VHS is making a comeback!
If you’re like me, you have an old, grimy VCR in your home that your significant other casts long-suffering glances at as if to say, “My partner is like if the bag lady from Labyrinth was one of the Goonies.” And like me, you’ve probably had the same two dozen VHS tapes since college, when you made friends with your local Goodwill’s bargain bin. But since this decade is shaping up to be a dark reprise of the 1980s, it’s inevitable that specialty old-school video stores would pop up. Here are the eight best nationwide.

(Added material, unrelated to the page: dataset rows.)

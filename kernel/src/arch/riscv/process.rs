// SPDX-FileCopyrightText: 2020 Sean Cross <sean@xobs.io>
// SPDX-License-Identifier: Apache-2.0

use core::mem;
static mut PROCESS: *mut ProcessImpl = 0xff80_1000 as *mut ProcessImpl;
pub const MAX_THREAD: TID = 31;
pub const EXCEPTION_TID: TID = 1;
pub const INITIAL_TID: TID = 2;
pub const IRQ_TID: TID = 0;

use crate::arch::mem::PAGE_SIZE;
use crate::services::ProcessInner;
use xous_kernel::{ProcessInit, ProcessStartup, ThreadInit, PID, TID};

// use crate::args::KernelArguments;
pub const DEFAULT_STACK_SIZE: usize = 128 * 1024;
pub const MAX_PROCESS_COUNT: usize = 64;
// pub use crate::arch::mem::DEFAULT_STACK_TOP;

/// This is the address a program will jump to in order to return from an ISR.
pub const RETURN_FROM_ISR: usize = 0xff80_2000;

/// This is the address a thread will return to when it exits.
pub const EXIT_THREAD: usize = 0xff80_3000;

/// This is the address a thread will return to when it finishes handling an exception.
pub const RETURN_FROM_EXCEPTION_HANDLER: usize = 0xff80_4000;

// Thread IDs have three possible meaning:
// Logical Thread ID: What the user sees
// Thread Context Index: An index into the thread slice
// Hardware Thread ID: The index that the ISR uses
//
// The Hardware Thread ID is always equal to the Thread Context
// Index, minus one. For example, the default thread ID is
// Hardware Thread ID 1 is Thread Context Index 0.
// The Logical Thread ID is equal to the Hardware Thread ID
// plus one again. This is because the ISR context is Thread
// Context Index 0.
// Therefore, the first Logical Thread ID is 1, which maps
// to Hardware Thread ID 2, which is Thread Context Index 1.
//
// +-----------------+-----------------+-----------------+
// |    Thread ID    |  Context Index  | Hardware Thread |
// +=================+=================+=================+
// |   ISR Context   |        0        |        1        |
// |        1        |        1        |        2        |
// |        2        |        2        |        3        |

// ProcessImpl occupies a multiple of pages mapped to virtual address `0xff80_1000`.
// Each thread is 128 bytes (32 4-byte registers). The first "thread" does not exist,
// and instead is any bookkeeping information related to the process.
#[derive(Debug, Copy, Clone)]
#[repr(C)]
struct ProcessImpl {
    /// Used by the interrupt handler to calculate offsets
    scratch: usize,

    /// The currently-active thread for this process. This must
    /// be the 2nd item, because the ISR directly writes this value.
    hardware_thread: usize,

    /// Global parameters used by the operating system
    pub inner: ProcessInner,

    /// The last thread ID that was allocated
    last_tid_allocated: u8,

    /// Pad everything to 128 bytes, so the Thread slice starts at
    /// offset 128.
    _padding: [u32; 13],

    /// This enables the kernel to keep track of threads in the
    /// target process, and know which threads are ready to
    /// receive messages.
    threads: [Thread; MAX_THREAD],
}

/// Singleton process table. Each process in the system gets allocated from this table.
struct ProcessTable {
    /// The process upon which the current syscall is operating
    current: PID,

    /// The actual table contents. `true` if a process is allocated,
    /// `false` if it is free.
    table: [bool; MAX_PROCESS_COUNT],
}

static mut PROCESS_TABLE: ProcessTable = ProcessTable {
    current: unsafe { PID::new_unchecked(1) },
    table: [false; MAX_PROCESS_COUNT],
};

#[repr(C)]
#[cfg(baremetal)]
#[derive(Debug, Copy, Clone)]
/// The stage1 bootloader sets up some initial processes.  These are reported
/// to us as (satp, entrypoint, sp) tuples, which can be turned into a structure.
/// The first element is always the kernel.
pub struct InitialProcess {
    /// The RISC-V SATP value, which includes the offset of the root page
    /// table plus the process ID.
    pub satp: usize,

    /// Where execution begins
    pub entrypoint: usize,

    /// Address of the top of the stack
    pub sp: usize,
}

impl InitialProcess {
    pub fn pid(&self) -> PID {
        let pid = (self.satp >> 22) & ((1 << 9) - 1);
        unsafe { PID::new_unchecked(pid as u8) }
    }
}

#[repr(C)]
#[derive(Debug)]
pub struct Process {
    pid: PID,
}
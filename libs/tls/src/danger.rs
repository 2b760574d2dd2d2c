use locales::t;
use modals::Modals;
use rustls::client::WebPkiServerVerifier;
use rustls::client::danger::ServerCertVerified;
use rustls::pki_types::{CertificateDer, ServerName, UnixTime};
use rustls::{CertificateError, Error, RootCertStore};
use xous_names::XousNames;

pub struct StifledCertificateVerification {
    pub roots: RootCertStore,
}

impl rustls::client::ServerCertVerifier for StifledCertificateVerification {
    /// Will verify the certificate with the default rustls WebPkiVerifier,
    /// BUT specifically overrides a `CertificateError::UnknownIssuer` and
    /// return ServerCertVerified::assertion()
    fn verify_server_cert(
        &self,
        end_entity: &CertificateDer,
        intermediates: &[CertificateDer],
        server_name: &ServerName,
        scts: &mut dyn Iterator<Item = &[u8]>,
        ocsp: &[u8],
        now: UnixTime,
    ) -> Result<ServerCertVerified, rustls::Error> {
        let rustls_default_verifier = WebPkiServerVerifier::new(self.roots.clone(), None);
        match rustls_default_verifier.verify_server_cert(
            end_entity,
            intermediates,
            server_name,
            scts,
            ocsp,
            now,
        ) {
            Ok(ok) => Ok(ok),
            Err(Error::InvalidCertificate(e)) => {
                let xns = XousNames::new().unwrap();
                let modals = Modals::new(&xns).unwrap();
                match e {
                    CertificateError::UnknownIssuer => Ok(ServerCertVerified::assertion()),
                    CertificateError::NotValidYet => {
                        modals
                            .show_notification(t!("tls.probe_help_not_valid_yet", locales::LANG), None)
                            .expect("modal failed");
                        Err(Error::InvalidCertificate(e))
                    }
                    _ => {
                        modals
                            .show_notification(
                                format!("{}\n{:?}", t!("tls.probe_invalid_certificate", locales::LANG), e)
                                    .as_str(),
                                None,
                            )
                            .expect("modal failed");

                        Err(Error::InvalidCertificate(e))
                    }
                }
            }
            Err(e) => Err(e),
        }
    }
}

WHERE: Los Angeles, California
Cinefile is a Los Angeles institution. Their secret weapon, oddly enough, is their categorization system – it’s divided into evocative sections such as “Swayze Persuasion” and “Animal Disasters,” so you know exactly what you’re getting into. And if you’re still in college, you can rent videos FOR FREE.
WHERE: Chicago, Illinois
The owner, Joe, is apparently the nicest guy in the Chicagoland area, and Video Strip’s patrons swear by him as the Virgil to their Dante in the lower reaches of video selection. If you’re into video rental, specifically, Joe can sign you up for a variety of different payment plans, including only renting specific kinds of movies for a flat $4.99 per month. It’s got a fantastic horror selection, too, so make sure to hit it up before your Halloween party.
Black Lodge Video
WHERE: Memphis, Tennessee
Like the Black Lodge from Twin Peaks, Black Lodge Video is open every single day of the year, including holidays, and is also crammed full of malevolent spirits. (Actually, the owner’s pretty cool and his name is Matt Martin, and as far as I’m aware, he’s not an otherworldly demon who wants to pull a switcheroo with his mirror self in the real world.) Every Sunday night at midnight, they hold their weekly Shitfests, which feature “the best worst movies you’ve never seen.”

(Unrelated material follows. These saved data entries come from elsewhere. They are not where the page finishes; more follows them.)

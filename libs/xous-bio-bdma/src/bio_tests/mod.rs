pub mod arith;
pub mod dma;
pub mod i2c;
pub mod spi;
pub mod units;

// masks for utra::main::WDATA, which is abused to control GPIO register states for testing this module
// these signals are "pulled through" the hierarchy and only exist in the test configuration, thus
// they don't have a utralib entry
pub const TEST_I2C_MASK: u32 = 0b00001;
pub const TEST_FORCE_MASK: u32 = 0b00010;
pub const TEST_LOOP_OE_MASK: u32 = 0b00100;
pub const TEST_INVERT_MASK: u32 = 0b01000;
pub const TEST_FORCE_OFFSET: usize = 16; // top 16 bits

#[cfg(not(any(target_os = "xous")))]
mod duart {
    pub const UART_DOUT: utralib::Register = utralib::Register::new(0, 0xff);
    pub const UART_DOUT_DOUT: utralib::Field = utralib::Field::new(8, 0, UART_DOUT);
    pub const UART_CTL: utralib::Register = utralib::Register::new(1, 1);
    pub const UART_CTL_EN: utralib::Field = utralib::Field::new(1, 0, UART_CTL);
    pub const UART_BUSY: utralib::Register = utralib::Register::new(2, 1);
    pub const UART_BUSY_BUSY: utralib::Field = utralib::Field::new(1, 0, UART_BUSY);

    pub const HW_DUART_BASE: usize = 0x4004_2000;
}

#[cfg(not(any(target_os = "xous")))]
use utralib::CSR;
#[cfg(not(any(target_os = "xous")))]
pub struct Uart {}
#[cfg(not(any(target_os = "xous")))]
impl Uart {
    fn put_digit(&mut self, d: u8) {
        let nyb = d & 0xF;
        let c = if nyb < 10 { nyb + 0x30 } else { nyb + 0x61 - 10 };
        assert!(c >= 0x30, "conversion failed!");
        self.putc(c);
    }

    pub fn put_hex(&mut self, c: u8) {
        self.put_digit(c >> 4);
        self.put_digit(c & 0xF);
    }

    pub fn newline(&mut self) { self.putc(0xd); }

    pub fn print_hex_word(&mut self, word: u32) {
        for &byte in word.to_be_bytes().iter() {
            self.put_hex(byte);
        }
    }

    pub fn putc(&self, c: u8) {
        let base = duart::HW_DUART_BASE as *mut u32;
        let mut uart = CSR::new(base);

        if uart.rf(duart::UART_CTL_EN) == 0 {
            uart.wfo(duart::UART_CTL_EN, 1);
        }
        while uart.rf(duart::UART_BUSY_BUSY) != 0 {
            // spin wait
        }
        uart.wfo(duart::UART_DOUT_DOUT, c as u32);

        #[cfg(feature = "arty")]
        self.putc_litex(c);
    }

    pub fn tiny_write_str(&mut self, s: &str) {
        for c in s.bytes() {
            self.putc(c);
        }
    }
}

#[cfg(not(any(target_os = "xous")))]
pub fn setup_reporting(_rep_adr: *mut u32) {}

pub fn report_api(d: u32) {
    #[cfg(not(any(target_os = "xous")))]
    {
        let mut uart = Uart {};
        uart.print_hex_word(d);
        uart.newline();
    }
    #[cfg(target_os = "xous")]
    log::info!("report: 0x{:x}", d);
}

pub fn bio_tests() {
    report_api(crate::get_id());

    units::hello_world();
    units::hello_multiverse();
    spi::spi_test();
    units::aclk_tests();
    i2c::i2c_test();
    i2c::complex_i2c_test();
    units::fifo_basic();
    units::host_fifo_tests();
    units::fifo_level_tests();
}

// Test plan:
// Unit tests:
//   -[x] Basic FIFO stall test. Two cores writing to each other to unlock.
//   -[x] Host FIFO stall on empty test. Core stalls until host provides data.
//   -[x] Host FIFO stall on full test. Core stall until host reads data.
//   -[x] GPIO input path test
//   -[x] Extclk as x20 stall source
//   -[x] Check Extclk:gpio pin mapping (make sure bit ordering is not swapped)
//   -[x] GPIO direction control test
//   -[x] FIFO level trigger test - eq, gt, lt on various channels, at various fullness levels
//   -[x] Stall on event - register bit test, between cores
//   -[x] Stall on event - register bit test, to host
//   -[x] Stall on event - FIFO level test
//   -[x] Host IRQ generation test - some combination with event tests above to confirm IRQ generation
//   -[x] Core ID read test
//   -[x] Core aclk counter test
// Application tests:
//   -[x] SPI loopback test - implement using extclk as spi clk for input
//   -[x] I2C loopback test
//   -[ ] DMA transfer test -- might have to wait until full-chip integration to get MDMA core?
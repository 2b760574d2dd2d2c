pub(crate) const SERVER_NAME_OQC: &str     = "_Outgoing Quality Check Test Program_";

#[derive(num_derive::FromPrimitive, num_derive::ToPrimitive, Debug)]
pub(crate) enum Opcode {
    Trigger,
    KeyCode,
    Status,
    UxGutter,
    ModalRedraw,
    ModalKeys,
    ModalDrop,
    Quit,
}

Film Is Truth 24 Times A Second
WHERE: Bellingham, Washington
Great name, right? This video store in Bellingham, Washington has a mom-and-pop vibe and a selection of hundreds of VHS tapes in addition to the admittedly more practical Blu-Rays and DVDs. They don’t have things marked with categories because “Categories are artificial boundaries and should be disregarded,” which I’m into because there are so few mysteries left in the world, but the staff stresses that they’d love to help you find whatever you’re looking for.
Lost Weekend Video
WHERE: San Francisco, California
Not only does Lost Weekend have an excellent selection of weird tapes, they feature an event called TGIF’d, in which episodes of 90s sitcoms play on mute while Bay Area comedians improvise new dialogue and riff on standards like Full House. And the staff knows their stuff – check out their picks and find obscure movies you’ll be recommending to your friends for years.
Under One Roof
WHERE: Pittsburgh, Pennsylvania
They have free popcorn. Seriously, go in and ask for free popcorn and they’ll be like “Take this free popcorn.” Under One Roof has an eclectic selection of weird movies, and they have plenty of other nerdy attractions to satisfy your pop culture goblin impulses – when you stop by to rent or buy some obscure Giallo movie, you might as well hit up their weekly Magic: The Gathering tournaments.
Video Free Brooklyn
WHERE: New York City, New York
One of the biggest deterrents for people in going to a Serious Movie Place is the fear that the dude behind the counter is going to snarl at you for asking who in God’s name Bernardo Bertolucci is and revoke your Movie-Liker Card. That’s not gonna happen at Video Free Brooklyn, which is staffed by friendly folks who are also just super into movies. They even have a thing called Absolution Sunday, in which they’ll cut your outstanding late rental fees in half if you rent two movies on Sunday, with no maximum limit!
WHERE: Charlotte, North Carolina
Visart was allegedly founded after the founder was unable to find Akira Kurosawa’s Seven Samurai at any of his local video stores, but was able to find a copy of Ernest Saves Christmas in every single one. VisArt (short for Visual Art) takes an enormous amount of pride in being a staple in the Charlotte film community, and their whole thing is helping customers find exactly the right movies based on their taste in film. Oh, and they do stock a copy of Ernest Saves Christmas, in case you got some unspeakable urge to watch it after reading this listicle.